=== Begin Enclosure ===

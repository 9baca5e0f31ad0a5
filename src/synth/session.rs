use log::{debug, info, warn};

use crate::{
    config::ToneConfig,
    error::{Error, Result},
    graph::{
        bus::{EffectParam, OutputBus},
        node::{GraphNode, RenderCtx},
    },
    synth::{
        clamp_unit,
        group::OscillatorGroup,
        message::{MessageReceiver, ToneMessage},
        snapshot::Snapshot,
    },
    MAX_BLOCK_SIZE,
};

/// Seconds the master volume takes to rise after a start.
pub const FADE_IN_SECONDS: f64 = 2.0;
/// Seconds a running master or effect change takes to settle.
pub const PARAMETER_RAMP_SECONDS: f64 = 0.1;

#[derive(Debug, Clone, Copy, PartialEq, Eq)]
pub enum SessionState {
    Idle,
    Running,
}

/// Owns every group and the output bus.
///
/// A session does nothing on its own: the caller drives it with
/// [`ToneSession::step`] once per step interval and pulls audio with
/// [`ToneSession::render`]. All times are audio-clock seconds.
pub struct ToneSession {
    groups: Vec<OscillatorGroup>,
    bus: OutputBus,
    state: SessionState,
    step_interval: f64,
    sample_rate: f32,
    master_volume: f64,
    effects: [f64; 3],
    pending_fade_in: bool,
    snapshot: Snapshot,
    scratch: Vec<f32>,
}

impl ToneSession {
    pub fn new(config: &ToneConfig, sample_rate: f32) -> Result<Self> {
        config.validate()?;
        if !(sample_rate.is_finite() && sample_rate > 0.0) {
            return Err(Error::InvalidSampleRate(sample_rate));
        }

        let master_volume = clamp_unit("Master volume", config.master_volume);
        let bus = OutputBus::new(sample_rate, master_volume, &config.reverb);
        let routing = bus.destinations();

        let groups = config
            .groups
            .iter()
            .map(|group| {
                let sweep = config.sweep_for(group)?;
                let mut group = OscillatorGroup::new(sweep, config.waveform, group.gain);
                group.chain(&routing);
                Ok(group)
            })
            .collect::<Result<Vec<_>>>()?;

        let effects = EffectParam::ALL.map(|param| bus.effect_at(param, 0.0));
        let snapshot = Snapshot::with_layout(groups.iter().map(OscillatorGroup::len));

        info!(
            "Tone session ready: {} groups x {} oscillators, period {}s, step {}s",
            groups.len(),
            config.octave_count,
            config.period,
            config.step_interval
        );

        Ok(Self {
            groups,
            bus,
            state: SessionState::Idle,
            step_interval: config.step_interval,
            sample_rate,
            master_volume,
            effects,
            pending_fade_in: false,
            snapshot,
            scratch: vec![0.0; MAX_BLOCK_SIZE],
        })
    }

    pub fn state(&self) -> SessionState {
        self.state
    }

    pub fn is_running(&self) -> bool {
        self.state == SessionState::Running
    }

    pub fn step_interval(&self) -> f64 {
        self.step_interval
    }

    pub fn sample_rate(&self) -> f32 {
        self.sample_rate
    }

    pub fn groups(&self) -> &[OscillatorGroup] {
        &self.groups
    }

    pub fn group_count(&self) -> usize {
        self.groups.len()
    }

    pub fn bus(&self) -> &OutputBus {
        &self.bus
    }

    /// Configured master volume; the fade-in and ramps head towards it.
    pub fn master_volume(&self) -> f64 {
        self.master_volume
    }

    /// Configured value of an effect parameter.
    pub fn effect_parameter(&self, param: EffectParam) -> f64 {
        self.effects[param as usize]
    }

    /// Snapshot produced by the most recent step.
    pub fn snapshot(&self) -> &Snapshot {
        &self.snapshot
    }

    /// Idle to Running. The master gain drops to zero and the next step
    /// fades it in over [`FADE_IN_SECONDS`]. Does nothing while running.
    pub fn start(&mut self, now: f64) {
        if self.is_running() {
            return;
        }

        self.bus.set_master(now, 0.0);
        for (param, value) in EffectParam::ALL.into_iter().zip(self.effects) {
            self.bus.set_effect(now, param, value);
        }
        for group in &mut self.groups {
            group.start(now);
        }
        self.pending_fade_in = true;
        self.state = SessionState::Running;
        info!("Tone session started at {now:.3}s");
    }

    /// Running to Idle. Oscillators hold their last values; the reverb tail
    /// keeps ringing. Does nothing while idle.
    pub fn stop(&mut self, now: f64) {
        if !self.is_running() {
            return;
        }

        for group in &mut self.groups {
            group.stop(now);
        }
        self.pending_fade_in = false;
        self.state = SessionState::Idle;
        info!("Tone session stopped at {now:.3}s");
    }

    /// Advance every group towards the curve values at `time`.
    ///
    /// `now` is the current audio-clock position and `time` the target the
    /// ramps arrive at. Returns `None` while idle.
    pub fn step(&mut self, now: f64, time: f64) -> Option<&Snapshot> {
        if !self.is_running() {
            return None;
        }

        if self.pending_fade_in {
            self.pending_fade_in = false;
            self.bus
                .ramp_master(now, self.master_volume, now + FADE_IN_SECONDS);
        }

        self.snapshot.time = time;
        for (group, values) in self.groups.iter_mut().zip(self.snapshot.groups.iter_mut()) {
            let gain = group.gain();
            values.clear();
            values.extend(group.step(now, time).iter().map(|value| {
                let mut value = *value;
                value.volume *= gain;
                value
            }));
        }

        Some(&self.snapshot)
    }

    /// Set a group's mix gain, clamped to `[0, 1]`. Applies from the next
    /// step whether or not the session is running.
    pub fn set_group_gain(&mut self, index: usize, gain: f64) -> Result<()> {
        let count = self.groups.len();
        let group = self
            .groups
            .get_mut(index)
            .ok_or(Error::GroupOutOfRange { index, count })?;
        group.set_gain(gain);
        debug!("Group {index} gain set to {}", group.gain());
        Ok(())
    }

    /// Set the master volume, clamped to `[0, 1]`.
    ///
    /// While running the bus ramps there over [`PARAMETER_RAMP_SECONDS`];
    /// while idle the value is stored and reached by the next fade-in.
    pub fn set_master_volume(&mut self, now: f64, volume: f64) {
        self.master_volume = clamp_unit("Master volume", volume);
        if self.is_running() && !self.pending_fade_in {
            self.bus
                .ramp_master(now, self.master_volume, now + PARAMETER_RAMP_SECONDS);
        }
        debug!("Master volume set to {}", self.master_volume);
    }

    /// Set a reverb parameter, clamped to `[0, 1]`. Same running/idle rule as
    /// [`ToneSession::set_master_volume`]; idle values apply at the next start.
    pub fn set_effect_parameter(&mut self, now: f64, param: EffectParam, value: f64) {
        let value = clamp_unit(param.name(), value);
        self.effects[param as usize] = value;
        if self.is_running() {
            self.bus
                .ramp_effect(now, param, value, now + PARAMETER_RAMP_SECONDS);
        }
        debug!("Effect {} set to {value}", param.name());
    }

    /// Apply one control message at `now`.
    pub fn apply(&mut self, now: f64, message: ToneMessage) -> Result<()> {
        match message {
            ToneMessage::Start => self.start(now),
            ToneMessage::Stop => self.stop(now),
            ToneMessage::SetGroupGain { index, gain } => self.set_group_gain(index, gain)?,
            ToneMessage::SetMasterVolume(volume) => self.set_master_volume(now, volume),
            ToneMessage::SetEffectParameter { param, value } => {
                self.set_effect_parameter(now, param, value)
            }
        }
        Ok(())
    }

    /// Apply every pending message; rejected ones are logged and skipped.
    pub fn drain<R: MessageReceiver>(&mut self, now: f64, rx: &mut R) {
        while let Some(message) = rx.pop() {
            if let Err(err) = self.apply(now, message) {
                warn!("Dropped control message {message:?}: {err}");
            }
        }
    }

    /// Render `out` starting at audio-clock `start_time`. Silent while idle
    /// apart from the decaying reverb tail.
    ///
    /// `sample_rate` should match the rate the session was built for; the
    /// reverb delay lines are sized for that one.
    pub fn render(&mut self, out: &mut [f32], start_time: f64, sample_rate: f32) {
        self.render_block(out, &RenderCtx::new(sample_rate, start_time));
    }

    fn render_chunk(&mut self, out: &mut [f32], ctx: &RenderCtx) {
        let frames = out.len();
        self.bus.clear(frames);

        if self.is_running() {
            let scratch = &mut self.scratch[..frames];
            for group in &mut self.groups {
                group.render_block(scratch, ctx);
                for &destination in group.destinations() {
                    self.bus.accumulate(destination, scratch);
                }
            }
        }

        self.bus.mix_down(out, ctx);
    }
}

impl GraphNode for ToneSession {
    fn render_block(&mut self, out: &mut [f32], ctx: &RenderCtx) {
        for (i, chunk) in out.chunks_mut(MAX_BLOCK_SIZE).enumerate() {
            let chunk_ctx = ctx.advanced(i * MAX_BLOCK_SIZE);
            self.render_chunk(chunk, &chunk_ctx);
        }
    }

    fn is_active(&self) -> bool {
        self.is_running()
    }
}

#[cfg(test)]
mod tests {
    use std::collections::VecDeque;

    use super::*;
    use crate::{config::GroupConfig, dsp::sweep::Direction};
    use approx::assert_relative_eq;

    fn session() -> ToneSession {
        let config = ToneConfig::empty()
            .with_octave_count(4)
            .with_period(50.0)
            .with_group(GroupConfig::new(110.0, Direction::Ascending, 1.0))
            .with_group(GroupConfig::new(110.0, Direction::Descending, 1.0));
        ToneSession::new(&config, 48_000.0).unwrap()
    }

    #[test]
    fn rejects_bad_sample_rate() {
        let config = ToneConfig::default();
        assert!(matches!(
            ToneSession::new(&config, 0.0),
            Err(Error::InvalidSampleRate(_))
        ));
    }

    #[test]
    fn groups_feed_both_bus_inputs() {
        let session = session();
        for group in session.groups() {
            assert_eq!(group.destinations(), &session.bus().destinations());
        }
    }

    #[test]
    fn idle_session_does_not_step() {
        let mut session = session();
        assert_eq!(session.state(), SessionState::Idle);
        assert!(session.step(0.0, 0.1).is_none());
    }

    #[test]
    fn start_and_stop_are_idempotent() {
        let mut session = session();
        session.start(0.0);
        session.start(0.5);
        assert!(session.is_running());

        session.stop(1.0);
        session.stop(1.5);
        assert_eq!(session.state(), SessionState::Idle);
        assert!(session.groups().iter().all(|g| !g.is_running()));
    }

    #[test]
    fn first_step_fades_master_in() {
        let mut session = session();
        session.start(0.0);
        assert_eq!(session.bus().master_at(0.0), 0.0);

        session.step(0.0, 0.1);
        let bus = session.bus();
        assert_relative_eq!(bus.master_at(1.0), 0.25, epsilon = 1e-12);
        assert_relative_eq!(bus.master_at(FADE_IN_SECONDS), 0.5, epsilon = 1e-12);

        // later steps leave the fade alone
        session.step(0.1, 0.2);
        assert_relative_eq!(session.bus().master_at(1.0), 0.25, epsilon = 1e-12);
    }

    #[test]
    fn snapshot_includes_group_gain() {
        let mut session = session();
        session.start(0.0);
        session.set_group_gain(1, 0.0).unwrap();

        let snapshot = session.step(0.0, 25.0).unwrap().clone();
        assert_eq!(snapshot.time, 25.0);
        assert_eq!(snapshot.groups.len(), 2);
        assert!(snapshot.groups[0].iter().any(|v| v.volume > 0.0));
        assert!(snapshot.groups[1].iter().all(|v| v.volume == 0.0));
        // frequencies are unaffected by gain
        assert_relative_eq!(snapshot.groups[1][0].frequency, 110.0 / 4.0, epsilon = 1e-9);
    }

    #[test]
    fn unknown_group_is_an_error() {
        let mut session = session();
        assert!(matches!(
            session.set_group_gain(2, 0.5),
            Err(Error::GroupOutOfRange { index: 2, count: 2 })
        ));
    }

    #[test]
    fn idle_master_volume_is_reached_by_fade_in() {
        let mut session = session();
        session.set_master_volume(0.0, 0.8);
        assert_eq!(session.bus().master_at(0.0), 0.5);

        session.start(1.0);
        session.step(1.0, 1.1);
        assert_relative_eq!(
            session.bus().master_at(1.0 + FADE_IN_SECONDS),
            0.8,
            epsilon = 1e-12
        );
    }

    #[test]
    fn running_changes_ramp() {
        let mut session = session();
        session.start(0.0);
        session.step(0.0, 0.1);
        session.set_master_volume(5.0, 2.0);
        assert_eq!(session.master_volume(), 1.0);
        assert_relative_eq!(
            session.bus().master_at(5.0 + PARAMETER_RAMP_SECONDS / 2.0),
            0.75,
            epsilon = 1e-12
        );

        session.set_effect_parameter(5.0, EffectParam::Wet, 0.0);
        assert_eq!(session.effect_parameter(EffectParam::Wet), 0.0);
        assert_eq!(
            session.bus().effect_at(EffectParam::Wet, 5.0 + PARAMETER_RAMP_SECONDS),
            0.0
        );
    }

    #[test]
    fn idle_effect_changes_wait_for_start() {
        let mut session = session();
        let before = session.bus().effect_at(EffectParam::RoomSize, 1.0);
        session.set_effect_parameter(0.0, EffectParam::RoomSize, 0.9);
        assert_eq!(session.bus().effect_at(EffectParam::RoomSize, 1.0), before);

        session.start(2.0);
        assert_eq!(session.bus().effect_at(EffectParam::RoomSize, 2.0), 0.9);
    }

    #[test]
    fn drain_applies_messages_in_order() {
        let mut session = session();
        let mut queue = VecDeque::from([
            ToneMessage::Start,
            ToneMessage::SetGroupGain { index: 9, gain: 0.1 },
            ToneMessage::SetGroupGain { index: 0, gain: 0.3 },
        ]);
        session.drain(0.0, &mut queue);

        assert!(queue.is_empty());
        assert!(session.is_running());
        assert_eq!(session.groups()[0].gain(), 0.3);
    }

    #[test]
    fn idle_render_is_silent() {
        let mut session = session();
        let mut out = vec![1.0f32; MAX_BLOCK_SIZE + 100];
        session.render(&mut out, 0.0, 48_000.0);
        assert!(out.iter().all(|&s| s == 0.0));
    }

    #[test]
    fn running_render_makes_sound() {
        let config = ToneConfig::empty()
            .with_octave_count(4)
            .with_period(50.0)
            .with_master_volume(1.0)
            .with_group(GroupConfig::new(220.0, Direction::Ascending, 1.0));
        let mut session = ToneSession::new(&config, 48_000.0).unwrap();
        session.start(0.0);
        session.step(0.0, 0.1);

        let mut out = vec![0.0f32; 4_800];
        session.render(&mut out, 1.0, 48_000.0);
        assert!(out.iter().any(|&s| s.abs() > 0.01));
        assert!(out.iter().all(|&s| s.abs() <= 1.0));
    }
}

=== End Enclosure ===

Problem details: Exactly as written, please reproduce the lines from the first line of the data to the line containing "#[derive(Debug, Clone, Copy, PartialEq, Eq)]", inclusive, and nothing else.

Task output:
repository 9baca5e0f31ad0a5
filename src/synth/session.rs
use log::{debug, info, warn};

use crate::{
    config::ToneConfig,
    error::{Error, Result},
    graph::{
        bus::{EffectParam, OutputBus},
        node::{GraphNode, RenderCtx},
    },
    synth::{
        clamp_unit,
        group::OscillatorGroup,
        message::{MessageReceiver, ToneMessage},
        snapshot::Snapshot,
    },
    MAX_BLOCK_SIZE,
};

/// Seconds the master volume takes to rise after a start.
pub const FADE_IN_SECONDS: f64 = 2.0;
/// Seconds a running master or effect change takes to settle.
pub const PARAMETER_RAMP_SECONDS: f64 = 0.1;

#[derive(Debug, Clone, Copy, PartialEq, Eq)]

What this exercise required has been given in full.